Some pros say it's not just the hardware, it's also Apple's Pro software that needs more attention. That includes Apple's photo editor Aperture and music production tool Logic, which received their last major updates in 2010 and 2009 respectively. Curiously enough, OS X -- the operating system that ships on all Macs -- was on that list too.

"For creative professionals,10.6.8 was the last true powerful operating system from Apple," said one media production pro, who preferred not to be named since he's a part of Apple's beta testing program for new and upcoming versions of its operating systems. "10.7 and 10.8 are like Microsoft's Windows Vista -- bloated, buggy blingware.

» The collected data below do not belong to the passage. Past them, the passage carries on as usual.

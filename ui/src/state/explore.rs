//! The explore view as a state machine.
//!
//! [`ExploreState::apply`] is a pure transition function. The asynchronous
//! part lives in [`fetch`], which never fails: every outcome of the query is
//! classified into a [`QueryResult`]. [`load`] sequences the two and only
//! commits states while the view's [`ViewScope`] is live.

use api::hash_kind::HashKind;
use api::kerl;
use api::network::Network;
use api::tangle::TangleQuery;
use api::transaction::Transaction;
use api::ApiError;
use dioxus_logger::tracing;

use super::scope::ViewScope;
use crate::route::RouteParams;
use crate::validation;
use crate::validation::ValidationError;

pub const TRANSACTION_NOT_FOUND: &str = "Unable to find transaction on the tangle.";

#[derive(Clone, Copy, Debug, PartialEq, Eq, Default, strum::EnumIs)]
pub enum Phase {
    #[default]
    Idle,
    Validating,
    Querying,
    Settled,
    /// Absorbing: nothing changes once the view is gone.
    Unmounted,
}

/// What a query cycle produced.
#[derive(Clone, Debug, PartialEq)]
pub enum QueryResult {
    SingleTransaction {
        payload: Transaction,
    },
    HashList {
        ids: Vec<String>,
        truncated: bool,
        total_count: usize,
        balance: Option<u64>,
        checksum: Option<String>,
    },
    NotFound {
        reason: String,
    },
    QueryFailed {
        message: String,
    },
}

/// An issued query. Immutable once built.
#[derive(Clone, Debug, PartialEq, Eq)]
pub struct QueryRequest {
    pub hash_kind: HashKind,
    pub hash: String,
    pub network: Network,
}

#[derive(Clone, Debug, PartialEq)]
pub enum ExploreEvent {
    Validated(Result<(), ValidationError>),
    QueryDispatched,
    QueryResolved(QueryResult),
    TornDown,
}

/// Outcome of mounting the view on a route.
#[derive(Clone, Debug, PartialEq)]
pub enum Mount {
    /// No hash was given; go back to search.
    Redirect,
    Ready(ExploreState),
}

#[derive(Clone, Debug, PartialEq, Default)]
pub struct ExploreState {
    pub hash: String,
    pub checksum: String,
    pub hash_kind: HashKind,
    pub network: Network,
    pub is_valid: bool,
    pub validation_message: String,
    pub is_busy: bool,
    pub status: String,
    pub is_errored: bool,
    pub result: Option<QueryResult>,
    pub phase: Phase,
}

impl ExploreState {
    pub fn mount(params: &RouteParams) -> Mount {
        if params.hash.is_empty() {
            return Mount::Redirect;
        }
        Mount::Ready(Self {
            hash: params.hash.clone(),
            checksum: address_checksum(params.hash_kind, &params.hash).unwrap_or_default(),
            hash_kind: params.hash_kind,
            network: params.network,
            phase: Phase::Validating,
            ..Default::default()
        })
    }

    pub fn validate(&self) -> Result<(), ValidationError> {
        validation::validate(&self.hash, self.hash_kind)
    }

    pub fn request(&self) -> QueryRequest {
        QueryRequest {
            hash_kind: self.hash_kind,
            hash: self.hash.clone(),
            network: self.network,
        }
    }

    pub fn apply(self, event: ExploreEvent) -> Self {
        if self.phase.is_unmounted() {
            return self;
        }

        match event {
            ExploreEvent::TornDown => Self {
                phase: Phase::Unmounted,
                ..self
            },
            ExploreEvent::Validated(Ok(())) => Self {
                is_valid: true,
                validation_message: String::new(),
                phase: Phase::Validating,
                ..self
            },
            ExploreEvent::Validated(Err(e)) => Self {
                is_valid: false,
                validation_message: e.to_string(),
                is_busy: false,
                result: None,
                phase: Phase::Idle,
                ..self
            },
            ExploreEvent::QueryDispatched if self.phase.is_validating() && self.is_valid => Self {
                is_busy: true,
                is_errored: false,
                status: format!("Loading from {} tangle, please wait...", self.network),
                result: None,
                phase: Phase::Querying,
                ..self
            },
            ExploreEvent::QueryResolved(result) if self.phase.is_querying() => {
                let (status, is_errored) = match &result {
                    QueryResult::NotFound { reason } => (reason.clone(), false),
                    QueryResult::QueryFailed { message } => (message.clone(), true),
                    _ => (String::new(), false),
                };
                let checksum = match &result {
                    QueryResult::HashList {
                        checksum: Some(checksum),
                        ..
                    } => checksum.clone(),
                    _ => self.checksum,
                };
                Self {
                    is_busy: false,
                    status,
                    is_errored,
                    checksum,
                    result: Some(result),
                    phase: Phase::Settled,
                    ..self
                }
            }
            _ => self,
        }
    }

    /// "N" or, when the list was capped, "N of TOTAL".
    pub fn count_label(&self) -> Option<String> {
        match &self.result {
            Some(QueryResult::HashList {
                ids,
                truncated,
                total_count,
                ..
            }) => Some(if *truncated {
                format!("{} of {}", ids.len(), total_count)
            } else {
                ids.len().to_string()
            }),
            _ => None,
        }
    }
}

fn address_checksum(kind: HashKind, hash: &str) -> Option<String> {
    match kind {
        HashKind::Address => kerl::address_checksum(hash).ok(),
        _ => None,
    }
}

fn not_found_in_list(kind: HashKind) -> String {
    format!(
        "Unable to find any transactions with the specified {} on the tangle, or the number of items was too large to return.",
        kind
    )
}

fn list_failed(kind: HashKind, err: &ApiError) -> String {
    format!(
        "An error occured while trying to retrieve the transactions with the specified {} on the tangle.\n\n{}",
        kind, err
    )
}

/// Runs the single query appropriate to the request's kind and classifies
/// the response. Lists longer than `max_listed` are truncated.
pub async fn fetch<Q: TangleQuery>(query: &Q, request: &QueryRequest, max_listed: usize) -> QueryResult {
    if request.hash_kind == HashKind::Transaction {
        return match query
            .get_transactions(std::slice::from_ref(&request.hash), request.network)
            .await
        {
            Ok(mut txs) if !txs.is_empty() => QueryResult::SingleTransaction {
                payload: txs.swap_remove(0),
            },
            Ok(_) => QueryResult::NotFound {
                reason: TRANSACTION_NOT_FOUND.to_string(),
            },
            Err(e) => {
                tracing::warn!("transaction query failed: {}", e);
                QueryResult::QueryFailed {
                    message: e.to_string(),
                }
            }
        };
    }

    match fetch_list(query, request).await {
        Ok(None) => QueryResult::NotFound {
            reason: not_found_in_list(request.hash_kind),
        },
        Ok(Some((mut ids, balance, checksum))) => {
            let total_count = ids.len();
            let truncated = total_count > max_listed;
            ids.truncate(max_listed);
            QueryResult::HashList {
                ids,
                truncated,
                total_count,
                balance,
                checksum,
            }
        }
        Err(e) => {
            tracing::warn!("{} query failed: {}", request.hash_kind, e);
            QueryResult::QueryFailed {
                message: list_failed(request.hash_kind, &e),
            }
        }
    }
}

async fn fetch_list<Q: TangleQuery>(
    query: &Q,
    request: &QueryRequest,
) -> Result<Option<(Vec<String>, Option<u64>, Option<String>)>, ApiError> {
    let ids = query
        .find_transaction_hashes(request.hash_kind, &request.hash, request.network)
        .await?;
    if ids.is_empty() {
        return Ok(None);
    }
    if request.hash_kind != HashKind::Address {
        return Ok(Some((ids, None, None)));
    }

    let balance = query.get_address_balance(&request.hash, request.network).await?;
    let checksum = kerl::address_checksum(&request.hash)?;
    Ok(Some((ids, Some(balance), Some(checksum))))
}

/// Validates, queries and settles `state`, handing every new state to
/// `commit` while `scope` is live.
///
/// Returns the last state committed.
pub async fn load<Q: TangleQuery>(
    query: &Q,
    scope: &ViewScope,
    max_listed: usize,
    state: ExploreState,
    mut commit: impl FnMut(&ExploreState),
) -> Option<ExploreState> {
    let validation = state.validate();
    let state = state.apply(ExploreEvent::Validated(validation));
    if !scope.is_live() {
        return None;
    }
    commit(&state);
    if !state.is_valid {
        return Some(state);
    }

    let state = state.apply(ExploreEvent::QueryDispatched);
    commit(&state);

    let request = state.request();
    let result = scope.settle(fetch(query, &request, max_listed)).await?;
    let state = state.apply(ExploreEvent::QueryResolved(result));
    commit(&state);
    Some(state)
}
use dioxus::prelude::*;

fn main() {
    #[cfg(target_arch = "wasm32")]
    console_error_panic_hook::set_once();

    dioxus_logger::init(dioxus_logger::tracing::Level::INFO).expect("failed to init logger");
    dioxus::launch(App);
}

#[component]
fn App() -> Element {
    ui::App()
}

They are focused so heavily on the consumer that they made the machines terribly inefficient for those using them eight to 10 hours a day." (Apple is currently on version 10.8.2, and is expected to introduce 10.9 in the next few months.)

Can't hardly wait
Even with some of the benefits of Apple's current hardware, and the promise that something better is just around the corner, some pros have moved on, or are eyeing alternatives in a way they weren't before.

"If the iMacs become a little more powerful or equivalent, and I can get them at half the cost, then it financially makes sense to use iMacs and a cinema display," said Rich Oldfield, the chief technology officer at Ignition Creative, a nearly 200-person agency in Santa Monica, Calif., that like Trailer Park, also specializes in video, print, and other promotional content.

Oldfield says the company uses Mac Pros, but is also testing iMacs hooked up to external monitors, and could roll it out to replace aging workstations if the results are good enough. "We can't put it in the work environment, but we can put it in an R&D environment, and see if [editors] can keep up the same speed they're used to," he added.

Apple's rivals have taken notice, too, and tried to capitalize. After noticing Borella's group on Facebook, Dell's marketing team offered him a three-month test run with its $13,000, top-of-the-line workstation with the offer to keep it if he wrote about it. After his experience, Borella decided to keep the machine, though said he still misses many of his favorite workflow tricks, and plans to continue some of his work on his old Mac Pro.

"You really have to be so fed up with Apple that you're going to run into the arms of a Windows environment," Borella said, but warned that Apple is on the brink of that happening with pros if the next model is not a hit. "If Apple doesn't release a machine that's close to what we're all hoping for, all of us are going to have to seriously consider making the jump."